Defendant, who was 31 years old, allegedly had sexual intercourse with a 15–year–old–girl in February 2013. He was indicted on one count of rape in the first degree and one count of rape in the third degree. Following a jury trial, defendant was convicted as charged and sentenced, as a second violent felony offender, to an aggregate prison term of 14 years followed by 10 years of postrelease supervision. Defendant appeals.
Defendant contends that the verdict was not supported by legally sufficient evidence and was against the weight of the evidence. " When considering a challenge to the legal sufficiency of the evidence, we view the evidence in the light most favorable to the People and evaluate whether there is any valid line of reasoning and permissible inferences which could lead a rational person to the conclusion reached by the jury on the basis of the evidence at trial and as a matter of law satisfy the proof and burden requirements for every element of the crime charged" ( People v.
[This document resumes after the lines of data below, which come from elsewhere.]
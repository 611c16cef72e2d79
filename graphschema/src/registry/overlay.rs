// Copyright (c) 2024-2025 GraphSchema Contributors
// SPDX-License-Identifier: Apache-2.0
//
//! Transaction-private schema changes
//!
//! An overlay keeps two views of the same edits: lookup maps that let the
//! owning transaction read its own writes, and an ordered change log that is
//! replayed against the latest committed snapshot at commit time.

use std::collections::{HashMap, HashSet};

use crate::types::{
    ConsistencyModifier, GraphIndex, IndexField, IndexStatus, RelationTypeIndex, SchemaAction,
    SchemaElement, SchemaId, SchemaRef,
};

/// One recorded schema change
#[derive(Debug, Clone, PartialEq)]
pub(crate) enum SchemaChange {
    DefineType(SchemaElement),
    CreateGraphIndex(GraphIndex),
    CreateRelationIndex(RelationTypeIndex),
    AddIndexKey {
        index: SchemaId,
        field: IndexField,
    },
    Rename {
        target: SchemaRef,
        from: String,
        to: String,
    },
    SetConsistency {
        target: SchemaId,
        modifier: ConsistencyModifier,
    },
    SetTtl {
        target: SchemaId,
        seconds: u64,
    },
    SetOption {
        path: String,
        value: String,
    },
    UpdateGraphIndex {
        index: SchemaId,
        action: SchemaAction,
        /// Generation the transaction observed when issuing the action
        generation: u64,
    },
    /// An action that was a no-op when issued; holds only while the index
    /// is still in `status` at `generation`
    KeepGraphIndex {
        index: SchemaId,
        action: SchemaAction,
        status: IndexStatus,
        generation: u64,
    },
    RebuildRelationIndex {
        index: SchemaId,
    },
}

/// Pending edits to a committed graph index, laid over whatever record is
/// committed at read time
#[derive(Debug, Clone, Default)]
pub(crate) struct GraphIndexDelta {
    name: Option<String>,
    fields: Vec<IndexField>,
    lifecycle: Option<(IndexStatus, u64)>,
}

impl GraphIndexDelta {
    pub(crate) fn apply(&self, mut index: GraphIndex) -> GraphIndex {
        if let Some(name) = &self.name {
            index.name = name.clone();
        }
        for field in &self.fields {
            if !index.fields.iter().any(|f| f.key == field.key) {
                index.fields.push(field.clone());
            }
        }
        if let Some((status, generation)) = self.lifecycle {
            index.status = status;
            index.generation = generation;
        }
        index
    }
}

#[derive(Debug, Default)]
pub(crate) struct Overlay {
    /// Names bound inside this transaction
    pub(crate) names: HashMap<String, SchemaId>,
    /// Committed names given up by renames or removals, with the id that held them
    pub(crate) released: HashMap<String, SchemaId>,
    pub(crate) types: HashMap<SchemaId, SchemaElement>,
    /// Graph indexes created in this transaction
    pub(crate) graph_indexes: HashMap<SchemaId, GraphIndex>,
    pub(crate) index_deltas: HashMap<SchemaId, GraphIndexDelta>,
    pub(crate) removed_indexes: HashSet<SchemaId>,
    pub(crate) relation_indexes: HashMap<SchemaId, RelationTypeIndex>,
    pub(crate) consistency: HashMap<SchemaId, ConsistencyModifier>,
    pub(crate) ttl: HashMap<SchemaId, u64>,
    pub(crate) options: HashMap<String, String>,
    changes: Vec<SchemaChange>,
}

impl Overlay {
    pub(crate) fn is_empty(&self) -> bool {
        self.changes.is_empty()
    }

    pub(crate) fn changes(&self) -> &[SchemaChange] {
        &self.changes
    }

    fn bind(&mut self, name: &str, id: SchemaId) {
        self.released.remove(name);
        self.names.insert(name.to_string(), id);
    }

    fn unbind(&mut self, name: &str, id: SchemaId) {
        if self.names.get(name) == Some(&id) {
            self.names.remove(name);
        }
        self.released.insert(name.to_string(), id);
    }

    pub(crate) fn define_type(&mut self, element: SchemaElement) {
        self.bind(element.name(), element.id());
        self.types.insert(element.id(), element.clone());
        self.changes.push(SchemaChange::DefineType(element));
    }

    pub(crate) fn create_graph_index(&mut self, index: GraphIndex) {
        self.bind(&index.name, index.id);
        self.graph_indexes.insert(index.id, index.clone());
        self.changes.push(SchemaChange::CreateGraphIndex(index));
    }

    pub(crate) fn create_relation_index(&mut self, index: RelationTypeIndex) {
        self.relation_indexes.insert(index.id, index.clone());
        self.changes.push(SchemaChange::CreateRelationIndex(index));
    }

    /// Routes an edit to the index created here, or to the delta of a committed one
    fn edit_graph_index(
        &mut self,
        id: SchemaId,
        created: impl FnOnce(&mut GraphIndex),
        committed: impl FnOnce(&mut GraphIndexDelta),
    ) {
        match self.graph_indexes.get_mut(&id) {
            Some(index) => created(index),
            None => committed(self.index_deltas.entry(id).or_default()),
        }
    }

    pub(crate) fn add_index_key(&mut self, index: SchemaId, field: IndexField) {
        self.edit_graph_index(
            index,
            |created| created.fields.push(field.clone()),
            |delta| delta.fields.push(field.clone()),
        );
        self.changes.push(SchemaChange::AddIndexKey { index, field });
    }

    pub(crate) fn rename_type(&mut self, element: &SchemaElement, to: &str) {
        let id = element.id();
        self.unbind(element.name(), id);
        self.bind(to, id);
        self.types.insert(id, element.renamed(to));
        self.changes.push(SchemaChange::Rename {
            target: SchemaRef::Type(id),
            from: element.name().to_string(),
            to: to.to_string(),
        });
    }

    pub(crate) fn rename_graph_index(&mut self, index: &GraphIndex, to: &str) {
        let id = index.id;
        self.unbind(&index.name, id);
        self.bind(to, id);
        self.edit_graph_index(
            id,
            |created| created.name = to.to_string(),
            |delta| delta.name = Some(to.to_string()),
        );
        self.changes.push(SchemaChange::Rename {
            target: SchemaRef::GraphIndex(id),
            from: index.name.clone(),
            to: to.to_string(),
        });
    }

    pub(crate) fn rename_relation_index(&mut self, index: &RelationTypeIndex, to: &str) {
        let mut renamed = index.clone();
        renamed.name = to.to_string();
        self.relation_indexes.insert(index.id, renamed);
        self.changes.push(SchemaChange::Rename {
            target: SchemaRef::RelationIndex(index.id),
            from: index.name.clone(),
            to: to.to_string(),
        });
    }

    pub(crate) fn set_consistency(&mut self, target: SchemaId, modifier: ConsistencyModifier) {
        self.consistency.insert(target, modifier);
        self.changes
            .push(SchemaChange::SetConsistency { target, modifier });
    }

    pub(crate) fn set_ttl(&mut self, target: SchemaId, seconds: u64) {
        self.ttl.insert(target, seconds);
        self.changes.push(SchemaChange::SetTtl { target, seconds });
    }

    pub(crate) fn set_option(&mut self, path: &str, value: String) {
        self.options.insert(path.to_string(), value.clone());
        self.changes.push(SchemaChange::SetOption {
            path: path.to_string(),
            value,
        });
    }

    /// Records a lifecycle action validated against `current` that moves the
    /// index to `status` at `generation`
    pub(crate) fn update_graph_index(
        &mut self,
        current: &GraphIndex,
        action: SchemaAction,
        status: IndexStatus,
        generation: u64,
    ) {
        self.edit_graph_index(
            current.id,
            |created| {
                created.status = status;
                created.generation = generation;
            },
            |delta| delta.lifecycle = Some((status, generation)),
        );
        self.changes.push(SchemaChange::UpdateGraphIndex {
            index: current.id,
            action,
            generation: current.generation,
        });
    }

    /// Records an action that leaves `current` unchanged
    pub(crate) fn keep_graph_index(&mut self, current: &GraphIndex, action: SchemaAction) {
        self.changes.push(SchemaChange::KeepGraphIndex {
            index: current.id,
            action,
            status: current.status,
            generation: current.generation,
        });
    }

    pub(crate) fn remove_graph_index(&mut self, index: &GraphIndex) {
        self.unbind(&index.name, index.id);
        self.graph_indexes.remove(&index.id);
        self.index_deltas.remove(&index.id);
        self.consistency.remove(&index.id);
        self.removed_indexes.insert(index.id);
        self.changes.push(SchemaChange::UpdateGraphIndex {
            index: index.id,
            action: SchemaAction::RemoveIndex,
            generation: index.generation,
        });
    }

    pub(crate) fn rebuild_relation_index(&mut self, index: SchemaId) {
        self.changes
            .push(SchemaChange::RebuildRelationIndex { index });
    }
}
Cole, 162 A.D.3d 1219, 1223, 78 N.Y.S.3d 783 [2018] [internal quotation marks and citations omitted], lv denied 32 N.Y.3d 1002, 86 N.Y.S.3d 761, 111 N.E.3d 1117 [2018] ). A weight of the evidence review "requires us first to decide whether, based on all the credible evidence, a different finding would not have been unreasonable, and then, like the trier of fact below, weigh the relative probative force of conflicting testimony and the relative strength of conflicting inferences that may be drawn from the testimony. When conducting a review of the weight of the evidence, we view the evidence in a neutral light and defer to the jury's credibility assessments" ( People v. Criss, 151 A.D.3d 1275, 1276, 58 N.Y.S.3d 605 [2017] [internal quotation marks, brackets and citations omitted], lv denied 30 N.Y.3d 979, 67 N.Y.S.3d 581, 89 N.E.3d 1261 [2017] ).
A person is guilty of rape in the first degree when, as relevant here, "he or she engages in sexual intercourse with another person ... [w]ho is incapable of consent by reason of being physically helpless" ( Penal Law § 130.35[2] ). " It is well established that physical helplessness is defined broadly and may include a sleeping victim" ( People v. Manning, 81 A.D.3d 1181, 1181, 917 N.Y.S.2d 721 [2011] [citations omitted], lv denied 18 N.Y.3d 959, 944 N.Y.S.2d 488, 967 N.E.2d 713 [2012] ). A person is guilty of rape in the third degree, as relevant here, if he or she is 21 years old or older and engages in sexual intercourse with another person who is less than 17 years old (see Penal Law § 130.25 ).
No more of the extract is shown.